■ Task requirements
When you reach the line that contains "Dependencies: serde, datatrust-core" in the data below, start reproducing lines exactly, and stop after the line that contains "operation and the".

■ Records for the task
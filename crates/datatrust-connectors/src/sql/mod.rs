// crates/datatrust-connectors/src/sql/mod.rs
// ============================================================================
// Module: SQL Guard Layer
// Description: Identifier validation and dialect rules for SQL connectors.
// Purpose: Keep every generated statement injection-free by construction.
// Dependencies: datatrust-core
// ============================================================================

//! ## Overview
//! SQL connectors never interpolate caller data into statements. Identifiers
//! (table, schema, column) must match `^[A-Za-z_][A-Za-z0-9_]*$` and, for
//! columns, appear in the cached column set fetched from the live schema;
//! violations fail with `READ_FAILED` before any statement is issued. All
//! literal values travel as bound parameters in the dialect's placeholder
//! style. The concrete driver plugs in behind [`executor::SqlExecutor`].

// ============================================================================
// SECTION: Modules
// ============================================================================

pub mod builder;
pub mod connector;
pub mod executor;

// ============================================================================
// SECTION: Imports
// ============================================================================

use datatrust_core::ConnectorError;
use datatrust_core::ConnectorErrorKind;
use serde::Deserialize;
use serde::Serialize;

// ============================================================================
// SECTION: Dialects
// ============================================================================

/// Supported SQL dialects.
///
/// # Invariants
/// - Variants are stable for serialization and config matching.
#[derive(Debug, Clone, Copy, PartialEq, Eq, Serialize, Deserialize)]
#[serde(rename_all = "snake_case")]
pub enum SqlDialect {
    /// PostgreSQL (`$1` placeholders).
    Postgresql,
    /// MySQL (`?` placeholders).
    Mysql,
}

impl SqlDialect {
    /// Returns the connector type tag for this dialect.
    #[must_use]
    pub const fn type_tag(self) -> &'static str {
        match self {
            Self::Postgresql => "postgresql",
            Self::Mysql => "mysql",
        }
    }

    /// Renders the placeholder for a 1-based parameter index.
    #[must_use]
    pub fn placeholder(self, index: usize) -> String {
        match self {
            Self::Postgresql => format!("${index}"),
            Self::Mysql => "?".to_string(),
        }
    }
}

// ============================================================================
// SECTION: Identifier Guard
// ============================================================================

/// Returns true when the name is a safe SQL identifier.
#[must_use]
pub fn is_valid_identifier(name: &str) -> bool {
    let mut chars = name.chars();
    let Some(first) = chars.next() else {
        return false;
    };
    if !(first.is_ascii_alphabetic() || first == '_') {
        return false;
    }
    chars.all(|ch| ch.is_ascii_alphanumeric() || ch == '_')
}

/// Validates an identifier, failing with `READ_FAILED` before any statement.
///
/// # Errors
///
/// Returns a `READ_FAILED` error naming the offending identifier.
pub fn require_identifier(kind: &str, name: &str) -> Result<(), ConnectorError> {
    if is_valid_identifier(name) {
        Ok(())
    } else {
        Err(ConnectorError::new(
            ConnectorErrorKind::ReadFailed,
            format!("{kind} `{name}` is not a valid sql identifier"),
        )
        .with_suggestion("identifiers must match ^[A-Za-z_][A-Za-z0-9_]*$"))
    }
}

// ============================================================================
// SECTION: Tests
// ============================================================================
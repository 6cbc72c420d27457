// crates/datatrust-governance/src/health.rs
// ============================================================================
// Module: Connector Health Registry
// Description: Per-connector health records for admin reporting.
// Purpose: Track in-flight work, queue depth, and last success/error.
// Dependencies: serde, datatrust-core
// ============================================================================

//! ## Overview
//! The health registry keeps one record per connector: gauges for in-flight
//! operations and queued waiters, plus the last successful operation and the
//! last error. The admin status endpoint serializes these records verbatim.

// ============================================================================
// SECTION: Imports
// ============================================================================

use std::collections::BTreeMap;
use std::sync::Mutex;
use std::sync::PoisonError;

use datatrust_core::Timestamp;
use serde::Serialize;

// ============================================================================
// SECTION: Health Records
// ============================================================================

/// Health record for one connector.
#[derive(Debug, Clone, Default, PartialEq, Serialize)]
pub struct ConnectorHealth {
    /// Operations currently executing.
    pub in_flight: u64,
    /// Waiters queued on the connector semaphore.
    pub queue_depth: u64,
    /// Timestamp of the last successful operation.
    #[serde(skip_serializing_if = "Option::is_none")]
    pub last_success: Option<Timestamp>,
    /// Timestamp of the last failed operation.
    #[serde(skip_serializing_if = "Option::is_none")]
    pub last_error_at: Option<Timestamp>,
    /// Message of the last failed operation.
    #[serde(skip_serializing_if = "Option::is_none")]
    pub last_error: Option<String>,
}

/// Process-wide registry of connector health records.
#[derive(Debug, Default)]
pub struct HealthRegistry {
    /// Records keyed by connector id.
    records: Mutex<BTreeMap<String, ConnectorHealth>>,
}

impl HealthRegistry {
    /// Creates an empty registry.
    #[must_use]
    pub fn new() -> Self {
        Self::default()
    }

    /// Runs a mutation against the record for a connector.
    fn update(&self, connector_id: &str, mutate: impl FnOnce(&mut ConnectorHealth)) {
        let mut records = self.records.lock().unwrap_or_else(PoisonError::into_inner);
        mutate(records.entry(connector_id.to_string()).or_default());
    }

    /// Records a waiter entering the semaphore queue.
    pub fn enter_queue(&self, connector_id: &str) {
        self.update(connector_id, |health| {
            health.queue_depth = health.queue_depth.saturating_add(1);
        });
    }

    /// Records a waiter leaving the queue and starting execution.
    pub fn start_operation(&self, connector_id: &str) {
        self.update(connector_id, |health| {
            health.queue_depth = health.queue_depth.saturating_sub(1);
            health.in_flight = health.in_flight.saturating_add(1);
        });
    }

    /// Records a successful operation completion.
    pub fn finish_success(&self, connector_id: &str, at: Timestamp) {
        self.update(connector_id, |health| {
            health.in_flight = health.in_flight.saturating_sub(1);
            health.last_success = Some(at);
        });
    }

    /// Records a failed operation completion.
    pub fn finish_error(&self, connector_id: &str, at: Timestamp, message: &str) {
        self.update(connector_id, |health| {
            health.in_flight = health.in_flight.saturating_sub(1);
            health.last_error_at = Some(at);
            health.last_error = Some(message.to_string());
        });
    }

    /// Returns a copy of every health record.
    #[must_use]
    pub fn snapshot(&self) -> BTreeMap<String, ConnectorHealth> {
        self.records.lock().unwrap_or_else(PoisonError::into_inner).clone()
    }
}

// ============================================================================
// SECTION: Tests
// ============================================================================

#[cfg(test)]
mod tests {
    #![allow(clippy::unwrap_used, clippy::panic, reason = "Test-only assertions.")]

    use datatrust_core::Timestamp;

    use super::HealthRegistry;

    #[test]
    fn gauges_track_queue_and_in_flight() {
        let registry = HealthRegistry::new();
        registry.enter_queue("csv-users");
        registry.start_operation("csv-users");
        let snapshot = registry.snapshot();
        let health = snapshot.get("csv-users").unwrap();
        assert_eq!(health.queue_depth, 0);
        assert_eq!(health.in_flight, 1);

        registry.finish_error("csv-users", Timestamp::from_millis(1), "boom");
        let snapshot = registry.snapshot();
        let health = snapshot.get("csv-users").unwrap();
        assert_eq!(health.in_flight, 0);
        assert_eq!(health.last_error.as_deref(), Some("boom"));
    }
}
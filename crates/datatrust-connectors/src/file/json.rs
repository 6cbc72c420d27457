// crates/datatrust-connectors/src/file/json.rs
// ============================================================================
// Module: JSON Format Adapter
// Description: JSON parse/serialize with nested records-path support.
// Purpose: Read record arrays from JSON documents and write them back.
// Dependencies: serde_json, datatrust-core
// ============================================================================

//! ## Overview
//! A JSON source is either a top-level array of records or a document whose
//! record array sits at a dot-separated `records_path`. Path segments equal
//! to a forbidden record key are rejected at construction with
//! `CONFIGURATION_ERROR`, and traversal uses own-property lookup only.
//! Writes patch the record array back into the surrounding document so the
//! rest of the file survives a rewrite.

// ============================================================================
// SECTION: Imports
// ============================================================================

use datatrust_core::ConnectorError;
use datatrust_core::ConnectorErrorKind;
use datatrust_core::Record;
use datatrust_core::record::is_forbidden_key;
use serde_json::Map;
use serde_json::Value;

use crate::file::FileFormat;

// ============================================================================
// SECTION: Format
// ============================================================================

/// JSON format options.
#[derive(Debug, Clone, Default)]
pub struct JsonFormat {
    /// Dot-separated path to the record array; `None` means top-level array.
    records_path: Option<Vec<String>>,
    /// Whether to pretty-print on write.
    pub pretty: bool,
}

impl JsonFormat {
    /// Creates a JSON format, validating the records path.
    ///
    /// # Errors
    ///
    /// Returns `CONFIGURATION_ERROR` when a path segment is empty or equals
    /// a forbidden record key.
    pub fn new(records_path: Option<&str>, pretty: bool) -> Result<Self, ConnectorError> {
        let records_path = match records_path {
            None => None,
            Some(path) => {
                let segments: Vec<String> = path.split('.').map(str::to_string).collect();
                for segment in &segments {
                    if segment.is_empty() {
                        return Err(ConnectorError::new(
                            ConnectorErrorKind::ConfigurationError,
                            format!("records_path `{path}` contains an empty segment"),
                        )
                        .with_suggestion("use dot-separated non-empty segments"));
                    }
                    if is_forbidden_key(segment) {
                        return Err(ConnectorError::new(
                            ConnectorErrorKind::ConfigurationError,
                            format!("records_path segment `{segment}` is a forbidden field name"),
                        )
                        .with_suggestion("rename the containing object key in the source file"));
                    }
                }
                Some(segments)
            }
        };
        Ok(Self {
            records_path,
            pretty,
        })
    }

    /// Resolves the record array inside a parsed document.
    fn resolve<'a>(&self, document: &'a Value) -> Result<&'a Vec<Value>, ConnectorError> {
        let mut current = document;
        if let Some(path) = &self.records_path {
            for segment in path {
                let Value::Object(map) = current else {
                    return Err(path_error(path, "an intermediate value is not an object"));
                };
                current = map
                    .get(segment)
                    .ok_or_else(|| path_error(path, &format!("segment `{segment}` is missing")))?;
            }
        }
        match current {
            Value::Array(items) => Ok(items),
            _ => Err(ConnectorError::new(
                ConnectorErrorKind::ReadFailed,
                "json records location does not hold an array",
            )
            .with_suggestion("point records_path at an array of objects")),
        }
    }

    /// Patches the record array back into the surrounding document.
    fn embed(&self, previous: Option<&[u8]>, records_value: Value) -> Result<Value, ConnectorError> {
        let Some(path) = &self.records_path else {
            return Ok(records_value);
        };
        let mut document = match previous {
            Some(bytes) if !bytes.is_empty() => parse_document(bytes)?,
            _ => Value::Object(Map::new()),
        };
        let mut current = &mut document;
        for segment in path {
            let Value::Object(map) = current else {
                return Err(path_error(path, "an intermediate value is not an object"));
            };
            current = map.entry(segment.clone()).or_insert_with(|| Value::Object(Map::new()));
        }
        *current = records_value;
        Ok(document)
    }
}

/// Builds a read failure for a records-path problem.
fn path_error(path: &[String], detail: &str) -> ConnectorError {
    ConnectorError::new(
        ConnectorErrorKind::ReadFailed,
        format!("records_path `{}` cannot be resolved: {detail}", path.join(".")),
    )
    .with_suggestion("check the records_path against the document layout")
}

/// Parses raw bytes into a JSON document.
fn parse_document(bytes: &[u8]) -> Result<Value, ConnectorError> {
    serde_json::from_slice(bytes).map_err(|err| {
        ConnectorError::new(
            ConnectorErrorKind::ReadFailed,
            format!("invalid json document: {err}"),
        )
        .with_suggestion("fix the document syntax or regenerate the file")
    })
}

impl FileFormat for JsonFormat {
    fn type_tag(&self) -> &'static str {
        "json"
    }

    fn parse(&self, bytes: &[u8]) -> Result<Vec<Record>, ConnectorError> {
        if bytes.is_empty() {
            return Ok(Vec::new());
        }
        let document = parse_document(bytes)?;
        let items = self.resolve(&document)?;
        let mut records = Vec::with_capacity(items.len());
        for item in items {
            let record = Record::from_value(item.clone()).map_err(|err| {
                ConnectorError::new(ConnectorErrorKind::ReadFailed, err.to_string())
                    .with_suggestion("remove forbidden field names from the source records")
            })?;
            records.push(record);
        }
        Ok(records)
    }

    fn serialize(
        &self,
        previous: Option<&[u8]>,
        records: &[Record],
    ) -> Result<Vec<u8>, ConnectorError> {
        let array = Value::Array(records.iter().map(Record::to_value).collect());
        let document = self.embed(previous, array)?;
        let rendered = if self.pretty {
            serde_json::to_vec_pretty(&document)
        } else {
            serde_json::to_vec(&document)
        };
        rendered.map_err(|err| {
            ConnectorError::new(
                ConnectorErrorKind::WriteFailed,
                format!("failed to serialize json: {err}"),
            )
        })
    }
}

// ============================================================================
// SECTION: Tests
// ============================================================================

#[cfg(test)]
mod tests {
    #![allow(clippy::unwrap_used, clippy::panic, reason = "Test-only assertions.")]

    use datatrust_core::ConnectorErrorKind;
    use datatrust_core::Record;
    use serde_json::json;

    use super::JsonFormat;
    use crate::file::FileFormat;

    #[test]
    fn forbidden_path_segment_is_a_configuration_error() {
        let err = JsonFormat::new(Some("data.__proto__.items"), false).unwrap_err();
        assert_eq!(err.kind, ConnectorErrorKind::ConfigurationError);
    }

    #[test]
    fn top_level_array_round_trip() {
        let format = JsonFormat::new(None, false).unwrap();
        let records = vec![
            Record::from_value(json!({"id": 1, "name": "Ada"})).unwrap(),
            Record::from_value(json!({"id": 2, "name": "Grace"})).unwrap(),
        ];
        let bytes = format.serialize(None, &records).unwrap();
        assert_eq!(format.parse(&bytes).unwrap(), records);
    }

    #[test]
    fn records_path_preserves_surrounding_document() {
        let format = JsonFormat::new(Some("data.users"), false).unwrap();
        let original = serde_json::to_vec(&json!({
            "version": 3,
            "data": {"users": [{"id": 1}], "other": true}
        }))
        .unwrap();
        let parsed = format.parse(&original).unwrap();
        assert_eq!(parsed.len(), 1);

        let updated = vec![Record::from_value(json!({"id": 1})).unwrap(),
            Record::from_value(json!({"id": 2})).unwrap()];
        let bytes = format.serialize(Some(&original), &updated).unwrap();
        let document: serde_json::Value = serde_json::from_slice(&bytes).unwrap();
        assert_eq!(document["version"], json!(3));
        assert_eq!(document["data"]["other"], json!(true));
        assert_eq!(document["data"]["users"].as_array().unwrap().len(), 2);
    }

    #[test]
    fn forbidden_record_key_fails_read() {
        let format = JsonFormat::new(None, false).unwrap();
        let err = format.parse(br#"[{"constructor": 1}]"#).unwrap_err();
        assert_eq!(err.kind, ConnectorErrorKind::ReadFailed);
    }

    #[test]
    fn non_array_location_is_rejected() {
        let format = JsonFormat::new(Some("data"), false).unwrap();
        let err = format.parse(br#"{"data": {"not": "array"}}"#).unwrap_err();
        assert_eq!(err.kind, ConnectorErrorKind::ReadFailed);
    }
}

■ Answer
// Dependencies: serde, datatrust-core
// ============================================================================

//! ## Overview
//! The health registry keeps one record per connector: gauges for in-flight
//! operations and queued waiters, plus the last successful operation and the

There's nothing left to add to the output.